WHAT YOU SHOULD DO.
Among the lines of the records, count those containing the word "ErrorKind", then give the number alone.

MATERIAL FOR THE TASK.
____

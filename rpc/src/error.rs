use std::{error::Error, fmt, io};

use comms::specs::rpc::GlobalId;
use ndarray::ShapeError;

/// The rpc module's result type.
pub type Result<T> = std::result::Result<T, RpcErr>;

/// Rpc agent failures.
#[derive(Debug)]
pub enum RpcErr {
    Io(io::Error),
    Timeout {
        to: usize,
        call: &'static str,
    },
    /// The callee ran the call and answered with an error.
    Remote {
        from: usize,
        detail: String,
    },
    /// A local handler failed.
    Handler(String),
    Unsupported(&'static str),
    UnknownWorker(String),
    UnknownRank(usize),
    InvalidRank {
        rank: usize,
        world_size: usize,
    },
    Rendezvous(String),
    ConnectionClosed {
        peer: usize,
    },
    UnexpectedReply {
        expected: &'static str,
        got: &'static str,
    },
    UnexpectedMessage {
        peer: Option<usize>,
        got: &'static str,
    },
    RRefDropped(GlobalId),
    RRefTimeout(GlobalId),
    RRefFailed {
        id: GlobalId,
        detail: String,
    },
    Tensor(ShapeError),
    TaskFailed(String),
}

impl fmt::Display for RpcErr {
    fn fmt(&self, f: &mut fmt::Formatter<'_>) -> fmt::Result {
        match self {
            RpcErr::Io(e) => write!(f, "io error: {e}"),
            RpcErr::Timeout { to, call } => {
                write!(f, "{call} call to rank {to} timed out")
            }
            RpcErr::Remote { from, detail } => write!(f, "rank {from} failed: {detail}"),
            RpcErr::Handler(detail) => write!(f, "handler failed: {detail}"),
            RpcErr::Unsupported(call) => write!(f, "unsupported call {call}"),
            RpcErr::UnknownWorker(name) => write!(f, "unknown worker {name:?}"),
            RpcErr::UnknownRank(rank) => write!(f, "unknown rank {rank}"),
            RpcErr::InvalidRank { rank, world_size } => {
                write!(f, "rank {rank} is out of a world of size {world_size}")
            }
            RpcErr::Rendezvous(detail) => write!(f, "rendezvous failed: {detail}"),
            RpcErr::ConnectionClosed { peer } => {
                write!(f, "connection to rank {peer} closed")
            }
            RpcErr::UnexpectedReply { expected, got } => {
                write!(f, "unexpected reply: got {got}, expected {expected}")
            }
            RpcErr::UnexpectedMessage { peer: Some(peer), got } => {
                write!(f, "unexpected message from rank {peer}: got {got}")
            }
            RpcErr::UnexpectedMessage { peer: None, got } => {
                write!(f, "unexpected message: got {got}")
            }
            RpcErr::RRefDropped(id) => write!(f, "rref {id} was dropped before being set"),
            RpcErr::RRefTimeout(id) => write!(f, "timed out waiting for rref {id}"),
            RpcErr::RRefFailed { id, detail } => {
                write!(f, "the producer of rref {id} failed: {detail}")
            }
            RpcErr::Tensor(e) => write!(f, "invalid tensor: {e}"),
            RpcErr::TaskFailed(detail) => write!(f, "rpc task failed: {detail}"),
        }
    }
}

impl Error for RpcErr {
    fn source(&self) -> Option<&(dyn Error + 'static)> {
        match self {
            RpcErr::Io(e) => Some(e),
            RpcErr::Tensor(e) => Some(e),
            _ => None,
        }
    }
}

impl From<io::Error> for RpcErr {
    fn from(value: io::Error) -> Self {
        Self::Io(value)
    }
}

impl From<ShapeError> for RpcErr {
    fn from(value: ShapeError) -> Self {
        Self::Tensor(value)
    }
}

/// Boundary conversion for binaries / I/O APIs.
impl From<RpcErr> for io::Error {
    fn from(value: RpcErr) -> Self {
        match value {
            RpcErr::Io(e) => e,
            RpcErr::Timeout { .. } | RpcErr::RRefTimeout(_) => {
                io::Error::new(io::ErrorKind::TimedOut, value)
            }
            RpcErr::ConnectionClosed { .. } => {
                io::Error::new(io::ErrorKind::ConnectionAborted, value)
            }
            other => io::Error::new(io::ErrorKind::InvalidData, other),
        }
    }
}
//! Micro-batch helpers.

use std::num::NonZeroUsize;

use ndarray::{Array2, ArrayD, ArrayViewD, Axis};

use crate::{MlErr, Result};

/// Splits a batch into micro-batches of `split_size` samples along the first axis.
///
/// The last micro-batch holds the remainder and may be smaller.
///
/// # Returns
/// The micro-batches in order, or an error if the batch is empty.
pub fn split_batch(
    x: ArrayViewD<'_, f32>,
    split_size: NonZeroUsize,
) -> Result<Vec<ArrayViewD<'_, f32>>> {
    if x.ndim() == 0 || x.len_of(Axis(0)) == 0 {
        return Err(MlErr::EmptyBatch);
    }

    let mut parts = Vec::with_capacity(x.len_of(Axis(0)).div_ceil(split_size.get()));
    let mut rest = x;
    while rest.len_of(Axis(0)) > split_size.get() {
        let (head, tail) = rest.split_at(Axis(0), split_size.get());
        parts.push(head);
        rest = tail;
    }
    parts.push(rest);

    Ok(parts)
}

/// Concatenates micro-batches back into a single batch along the first axis.
pub fn concat_batches(parts: &[ArrayViewD<f32>]) -> Result<ArrayD<f32>> {
    if parts.is_empty() {
        return Err(MlErr::EmptyBatch);
    }

    Ok(ndarray::concatenate(Axis(0), parts)?)
}

/// Builds a `(labels.len(), num_classes)` one hot matrix.
pub fn one_hot(labels: &[usize], num_classes: usize) -> Result<Array2<f32>> {
    let mut y = Array2::zeros((labels.len(), num_classes));

    for (mut row, &label) in y.outer_iter_mut().zip(labels) {
        if label >= num_classes {
            return Err(MlErr::SizeMismatch {
                what: "one hot label",
                got: label,
                expected: num_classes,
            });
        }

        row[label] = 1.0;
    }

    Ok(y)
}

#[cfg(test)]
mod tests {
    use ndarray::{ArrayD, IxDyn};

    use super::*;

    fn batch(n: usize) -> ArrayD<f32> {
        ArrayD::from_shape_fn(IxDyn(&[n, 2, 3]), |i| (i[0] * 6 + i[1] * 3 + i[2]) as f32)
    }

    #[test]
    fn split_keeps_order_and_remainder() {
        let x = batch(10);
        let parts = split_batch(x.view(), NonZeroUsize::new(4).unwrap()).unwrap();

        let sizes: Vec<_> = parts.iter().map(|p| p.shape()[0]).collect();
        assert_eq!(sizes, [4, 4, 2]);
        assert_eq!(parts[2][[0, 0, 0]], 48.0);

        let back = concat_batches(&parts).unwrap();
        assert_eq!(back, x);
    }

    #[test]
    fn split_larger_than_batch_is_a_single_part() {
        let x = batch(3);
        let parts = split_batch(x.view(), NonZeroUsize::new(16).unwrap()).unwrap();
        assert_eq!(parts.len(), 1);
        assert_eq!(parts[0].shape(), &[3, 2, 3]);
    }

    #[test]
    fn empty_batch_is_rejected() {
        let x = batch(0);
        let split = NonZeroUsize::new(2).unwrap();
        assert!(matches!(split_batch(x.view(), split), Err(MlErr::EmptyBatch)));
        assert!(matches!(concat_batches(&[]), Err(MlErr::EmptyBatch)));
    }

    #[test]
    fn one_hot_rows() {
        let y = one_hot(&[2, 0], 3).unwrap();
        assert_eq!(y.as_slice().unwrap(), &[0., 0., 1., 1., 0., 0.]);
        assert!(one_hot(&[3], 3).is_err());
    }
}
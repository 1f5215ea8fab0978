//! The pipeline driver: four remote stages fed micro-batch by micro-batch.

use std::{num::NonZeroUsize, time::Duration};

use comms::specs::rpc::{Call, GlobalId, GradFn, ParamRef, RRef};
use futures::future::try_join_all;
use log::{debug, info};
use machine_learning::{
    batch,
    zoo::{self, Arch, NUM_STAGES, NetConfig},
};
use ndarray::{ArrayD, ArrayViewD, Axis};
use rpc::{RpcAgent, RpcFuture};

use crate::error::{OrchestratorError, Result};

/// A stage module constructed on a worker.
#[derive(Debug, Clone, Copy)]
struct RemoteStage {
    owner: usize,
    module: GlobalId,
}

/// The slice of a pipeline output computed by one micro-batch.
#[derive(Debug, Clone, Copy, PartialEq)]
pub struct OutputPart {
    pub rows: usize,
    /// The last stage call that produced it, `None` outside an autograd context.
    pub grad_fn: Option<GradFn>,
}

/// The output of a pipelined forward pass.
#[derive(Debug)]
pub struct PipelineOutput {
    /// The micro-batch outputs concatenated in order.
    pub value: ArrayD<f32>,
    pub parts: Vec<OutputPart>,
}

/// A network split in four stages, each one hosted by a different worker.
pub struct DistNet {
    agent: RpcAgent,
    split_size: NonZeroUsize,
    stages: [RemoteStage; NUM_STAGES],
}

impl DistNet {
    /// Constructs the stages of `arch` on their workers, all at once.
    ///
    /// # Arguments
    /// * `agent` - The agent of the master.
    /// * `arch` - The network to partition.
    /// * `cfg` - The network knobs.
    /// * `split_size` - The amount of samples per micro-batch.
    /// * `workers` - The ranks hosting each stage, in order.
    ///
    /// # Returns
    /// The driver once every stage is constructed.
    pub async fn new(
        agent: RpcAgent,
        arch: Arch,
        cfg: &NetConfig,
        split_size: NonZeroUsize,
        workers: &[usize],
    ) -> Result<Self> {
        if workers.len() != NUM_STAGES {
            return Err(OrchestratorError::InvalidConfig(format!(
                "{arch} needs {NUM_STAGES} workers, got {}",
                workers.len()
            )));
        }

        let specs = zoo::stages(arch, cfg)?;
        let stages: [RemoteStage; NUM_STAGES] = std::array::from_fn(|i| RemoteStage {
            owner: workers[i],
            module: agent.next_id(),
        });

        let constructs = stages.iter().zip(specs).map(|(stage, spec)| {
            debug!(owner = stage.owner; "constructing {}", spec.name());
            agent.rpc_async_with_timeout(
                stage.owner,
                Call::Construct {
                    module: stage.module,
                    spec,
                },
                None,
                Duration::ZERO,
            )
        });

        for output in try_join_all(constructs).await? {
            output.into_ack()?;
        }

        info!(split_size = split_size.get(); "{arch} stages constructed");

        Ok(Self {
            agent,
            split_size,
            stages,
        })
    }

    /// The ranks hosting the stages, in order.
    pub fn workers(&self) -> [usize; NUM_STAGES] {
        self.stages.map(|stage| stage.owner)
    }

    /// Runs `xs` through the pipeline.
    ///
    /// Every micro-batch is chained through the first three stages with remote
    /// references and collected from the last one, so a stage works on a
    /// micro-batch while the next stage works on the previous one.
    ///
    /// # Arguments
    /// * `ctx` - The autograd context recording the pass, if any.
    /// * `xs` - The batch.
    pub async fn forward(
        &self,
        ctx: Option<GlobalId>,
        xs: ArrayViewD<'_, f32>,
    ) -> Result<PipelineOutput> {
        let micro_batches = batch::split_batch(xs, self.split_size)?;
        let mut outputs = Vec::with_capacity(micro_batches.len());
        let mut hidden = Vec::with_capacity(micro_batches.len() * (NUM_STAGES - 1));

        for x in micro_batches {
            let (last, pending) = self.forward_micro_batch(ctx, x.to_owned());
            outputs.push(last);
            hidden.extend(pending);
        }

        let (outputs, _) = futures::try_join!(try_join_all(outputs), try_join_all(hidden))?;

        let mut values = Vec::with_capacity(outputs.len());
        let mut parts = Vec::with_capacity(outputs.len());
        for output in outputs {
            let (y, grad_fn) = output.into_value()?;
            parts.push(OutputPart {
                rows: y.len_of(Axis(0)),
                grad_fn,
            });
            values.push(y);
        }

        let views: Vec<_> = values.iter().map(|v| v.view()).collect();
        let value = batch::concat_batches(&views)?;
        Ok(PipelineOutput { value, parts })
    }

    /// Starts a micro-batch through every stage.
    ///
    /// # Returns
    /// The last stage call, which brings the output back, and the calls of the other
    /// stages.
    fn forward_micro_batch(
        &self,
        ctx: Option<GlobalId>,
        x: ArrayD<f32>,
    ) -> (RpcFuture, Vec<RpcFuture>) {
        let forward = |stage: &RemoteStage, input: RRef, output: Option<GlobalId>| Call::Forward {
            module: stage.module,
            ctx,
            input,
            output,
            call: self.agent.next_id(),
        };

        let mut input = self.agent.local_rref(x, ctx);
        let mut pending = Vec::with_capacity(NUM_STAGES - 1);

        for stage in &self.stages[..NUM_STAGES - 1] {
            let (output, fut) =
                self.agent
                    .remote_with_timeout(stage.owner, None, Duration::ZERO, |output| {
                        forward(stage, input, Some(output))
                    });
            pending.push(fut);
            input = output;
        }

        let last = &self.stages[NUM_STAGES - 1];
        let fut = self.agent.rpc_async_with_timeout(
            last.owner,
            forward(last, input, None),
            None,
            Duration::ZERO,
        );

        (fut, pending)
    }

    /// The parameters of every stage, in stage order.
    pub async fn parameter_rrefs(&self) -> Result<Vec<ParamRef>> {
        let calls = self.stages.iter().map(|stage| {
            self.agent.rpc_async(
                stage.owner,
                Call::ParameterRefs {
                    module: stage.module,
                },
                None,
            )
        });

        let mut params = Vec::new();
        for output in try_join_all(calls).await? {
            params.extend(output.into_params()?);
        }

        Ok(params)
    }
}
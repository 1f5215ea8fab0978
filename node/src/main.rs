use std::{
    env,
    num::NonZeroUsize,
    process::{Child, Command},
    sync::Arc,
    time::Instant,
};

use anyhow::{Context, bail};
use log::{info, warn};
use orchestrator::{
    configs::{Adapter, RunConfig, parse_var},
    run_master,
};
use rpc::{NoopHandler, init_rpc};
use tokio::{runtime, signal};

fn main() -> anyhow::Result<()> {
    env_logger::init();

    let config = RunConfig::load()?;
    match env::var("RANK") {
        Ok(rank) => run_rank(parse_var("RANK", &rank)?, config),
        Err(_) => launch(&config),
    }
}

/// Runs the whole world once per split size, every rank in a process of its own.
fn launch(config: &RunConfig) -> anyhow::Result<()> {
    let exe = env::current_exe().context("failed to locate the node binary")?;

    for &split_size in &config.split_sizes {
        info!(
            world_size = config.world_size, split_size = split_size;
            "launching {}", config.arch
        );
        let started = Instant::now();

        let children = (0..config.world_size)
            .map(|rank| {
                Command::new(&exe)
                    .env("RANK", rank.to_string())
                    .env("WORLD_SIZE", config.world_size.to_string())
                    .env("SPLIT_SIZE", split_size.to_string())
                    .env("ARCH", config.arch.to_string())
                    .env("MASTER_ADDR", &config.master_addr)
                    .env("MASTER_PORT", config.master_port.to_string())
                    .spawn()
                    .with_context(|| format!("failed to spawn rank {rank}"))
            })
            .collect::<anyhow::Result<Vec<Child>>>()?;

        let mut failed = Vec::new();
        for (rank, mut child) in children.into_iter().enumerate() {
            let status = child.wait()?;
            if !status.success() {
                warn!(rank = rank; "rank exited with {status}");
                failed.push(rank);
            }
        }

        let elapsed = started.elapsed();
        info!(
            split_size = split_size, elapsed_ms = elapsed.as_millis() as u64;
            "execution time = {:.3}s", elapsed.as_secs_f64()
        );

        if !failed.is_empty() {
            bail!("ranks {failed:?} failed with split size {split_size}");
        }
    }

    Ok(())
}

/// Rank 0 goes to core 0, every other rank to core `rank - 1`.
///
/// Runs before the runtime exists, so its threads inherit the affinity.
fn pin_to_core(rank: usize) {
    let core = rank.saturating_sub(1);
    let available = core_affinity::get_core_ids().unwrap_or_default();
    let Some(id) = available.into_iter().find(|id| id.id == core) else {
        warn!(rank = rank, core = core; "core not available, running unpinned");
        return;
    };

    if core_affinity::set_for_current(id) {
        info!(rank = rank, core = core; "set my affinity to core {core}");
    } else {
        warn!(rank = rank, core = core; "failed to set the affinity");
    }
}

/// Joins the world as `rank`: the master trains, the workers host stages.
fn run_rank(rank: usize, config: RunConfig) -> anyhow::Result<()> {
    let split_size = match env::var("SPLIT_SIZE") {
        Ok(split_size) => parse_var("SPLIT_SIZE", &split_size)?,
        Err(_) => config
            .split_sizes
            .first()
            .copied()
            .and_then(NonZeroUsize::new)
            .context("no split size configured")?,
    };

    pin_to_core(rank);

    let runtime = runtime::Builder::new_multi_thread().enable_all().build()?;
    runtime.block_on(async move {
        tokio::select! {
            result = serve(rank, &config, split_size) => result,
            _ = signal::ctrl_c() => {
                warn!(rank = rank; "interrupted");
                Ok(())
            }
        }
    })
}

async fn serve(rank: usize, config: &RunConfig, split_size: NonZeroUsize) -> anyhow::Result<()> {
    let options = Adapter::new().rpc_options(config);

    if rank != 0 {
        worker::run_worker(rank, config.world_size, options).await?;
        return Ok(());
    }

    let agent = init_rpc("master", 0, config.world_size, options, Arc::new(NoopHandler)).await?;
    let result = run_master(agent.clone(), config, split_size).await;
    agent.shutdown().await?;

    let losses = result?;
    info!(batches = losses.len(); "training finished, losses {losses:?}");
    Ok(())
}
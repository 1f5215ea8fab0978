use super::Optimizer;

/// Gradient descent with a velocity term, `v = momentum * v + grad; params -= lr * v`.
pub struct GradientDescentWithMomentum {
    learning_rate: f32,
    momentum: f32,
    velocity: Vec<f32>,
}

impl GradientDescentWithMomentum {
    /// Returns a new `GradientDescentWithMomentum`.
    ///
    /// # Arguments
    /// * `learning_rate` - The *length* of the steps taken on `update_params`.
    /// * `momentum` - How much of the previous velocity is kept on each step.
    pub fn new(learning_rate: f32, momentum: f32) -> Self {
        Self {
            learning_rate,
            momentum,
            velocity: Vec::new(),
        }
    }
}

impl Optimizer for GradientDescentWithMomentum {
    fn update_params(&mut self, params: &mut [f32], grad: &[f32]) {
        if self.velocity.len() != params.len() {
            self.velocity = vec![0.0; params.len()];
        }

        let (lr, mu) = (self.learning_rate, self.momentum);

        for ((w, v), g) in params.iter_mut().zip(&mut self.velocity).zip(grad) {
            *v = mu * *v + g;
            *w -= lr * *v;
        }
    }
}

#[cfg(test)]
mod tests {
    use super::*;

    #[test]
    fn velocity_accumulates_across_steps() {
        let mut optimizer = GradientDescentWithMomentum::new(0.5, 0.9);
        let mut params = [1.0, -1.0];

        optimizer.update_params(&mut params, &[1.0, 2.0]);
        assert_eq!(params, [0.5, -2.0]);

        optimizer.update_params(&mut params, &[1.0, 2.0]);
        assert!((params[0] - (0.5 - 0.5 * 1.9)).abs() < 1e-6);
        assert!((params[1] - (-2.0 - 0.5 * 3.8)).abs() < 1e-6);
    }
}
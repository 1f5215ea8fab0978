use std::{num::NonZeroUsize, time::Instant};

use comms::specs::machine_learning::OptimizerSpec;
use log::info;
use machine_learning::{
    arch::loss::{LossFn, Mse},
    batch,
    zoo::NUM_STAGES,
};
use ndarray::{ArrayD, ArrayViewD, IxDyn};
use ndarray_rand::{RandomExt, rand_distr::StandardNormal};
use rand::{Rng, SeedableRng, rngs::StdRng};
use rpc::RpcAgent;
use worker::worker_name;

use crate::{
    autograd::DistAutogradContext,
    configs::{Adapter, RunConfig},
    error::Result,
    optimizer::DistributedOptimizer,
    pipeline::DistNet,
};

/// Trains the configured network on random data.
///
/// The stages are placed on `worker1` to `worker4`. The labels are drawn once and
/// every batch gets fresh normally distributed inputs.
///
/// # Arguments
/// * `agent` - The agent of the master.
/// * `config` - The run config.
/// * `split_size` - The amount of samples per micro-batch.
///
/// # Returns
/// The loss of every batch.
pub async fn run_master(
    agent: RpcAgent,
    config: &RunConfig,
    split_size: NonZeroUsize,
) -> Result<Vec<f32>> {
    let adapter = Adapter::new();
    let workers = (1..=NUM_STAGES)
        .map(|rank| Ok(agent.worker_info(&worker_name(rank))?.rank))
        .collect::<Result<Vec<_>>>()?;

    let started = Instant::now();
    let net = DistNet::new(
        agent.clone(),
        config.arch,
        &adapter.net_config(config),
        split_size,
        &workers,
    )
    .await?;
    info!(
        elapsed_ms = started.elapsed().as_millis() as u64;
        "{} placed on {workers:?}", config.arch
    );

    let trainer = Trainer::new(agent, &net, adapter.optimizer_spec(config)).await?;

    let mut rng = match config.seed {
        Some(seed) => StdRng::seed_from_u64(seed),
        None => StdRng::from_os_rng(),
    };
    let labels: Vec<usize> = (0..config.batch_size)
        .map(|_| rng.random_range(0..config.num_classes))
        .collect();
    let y = batch::one_hot(&labels, config.num_classes)?.into_dyn();

    let (h, w) = config.image_size;
    let mut losses = Vec::with_capacity(config.num_batches);

    for i in 0..config.num_batches {
        info!("processing batch {i}");
        let started = Instant::now();

        let shape = IxDyn(&[config.batch_size, 3, h, w]);
        let xs: ArrayD<f32> = ArrayD::random_using(shape, StandardNormal, &mut rng);
        let loss = trainer.train_batch(xs.view(), y.view()).await?;

        info!(
            batch = i, loss = loss, elapsed_ms = started.elapsed().as_millis() as u64;
            "batch finished"
        );
        losses.push(loss);
    }

    Ok(losses)
}

/// One training step of a `DistNet` per call.
pub struct Trainer<'a> {
    agent: RpcAgent,
    net: &'a DistNet,
    optimizer: DistributedOptimizer,
    loss_fn: Mse,
}

impl<'a> Trainer<'a> {
    /// Creates the remote optimizers over every parameter of `net`.
    pub async fn new(agent: RpcAgent, net: &'a DistNet, spec: OptimizerSpec) -> Result<Self> {
        let params = net.parameter_rrefs().await?;
        let optimizer = DistributedOptimizer::new(agent.clone(), spec, params).await?;

        Ok(Self {
            agent,
            net,
            optimizer,
            loss_fn: Mse::new(),
        })
    }

    /// Runs the forward and backward passes of a batch within a fresh autograd context
    /// and steps the optimizer.
    ///
    /// The context is released on every rank even if the step fails.
    ///
    /// # Returns
    /// The loss of the batch before the step.
    pub async fn train_batch(
        &self,
        xs: ArrayViewD<'_, f32>,
        y: ArrayViewD<'_, f32>,
    ) -> Result<f32> {
        let ctx = DistAutogradContext::new(self.agent.clone());
        let result = self.step(&ctx, xs, y).await;
        let released = ctx.release().await;

        let loss = result?;
        released?;
        Ok(loss)
    }

    async fn step(
        &self,
        ctx: &DistAutogradContext,
        xs: ArrayViewD<'_, f32>,
        y: ArrayViewD<'_, f32>,
    ) -> Result<f32> {
        let output = self.net.forward(Some(ctx.id()), xs).await?;
        let loss = self.loss_fn.loss(output.value.view(), y.view())?;
        let d = self.loss_fn.loss_prime(output.value.view(), y.view())?;

        ctx.backward(&output, d.view()).await?;
        self.optimizer.step(ctx.id()).await?;
        Ok(loss)
    }
}
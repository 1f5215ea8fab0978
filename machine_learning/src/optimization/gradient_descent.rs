use super::Optimizer;

/// Plain stochastic gradient descent, `params -= lr * grad`.
pub struct GradientDescent {
    learning_rate: f32,
}

impl GradientDescent {
    /// Returns a new `GradientDescent`.
    ///
    /// # Arguments
    /// * `learning_rate` - The *length* of the steps taken on `update_params`.
    pub fn new(learning_rate: f32) -> Self {
        Self { learning_rate }
    }
}

impl Optimizer for GradientDescent {
    fn update_params(&mut self, params: &mut [f32], grad: &[f32]) {
        let lr = self.learning_rate;
        params
            .iter_mut()
            .zip(grad)
            .for_each(|(w, g)| *w -= lr * g);
    }
}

____

REPLY TO THE EXERCISE.
3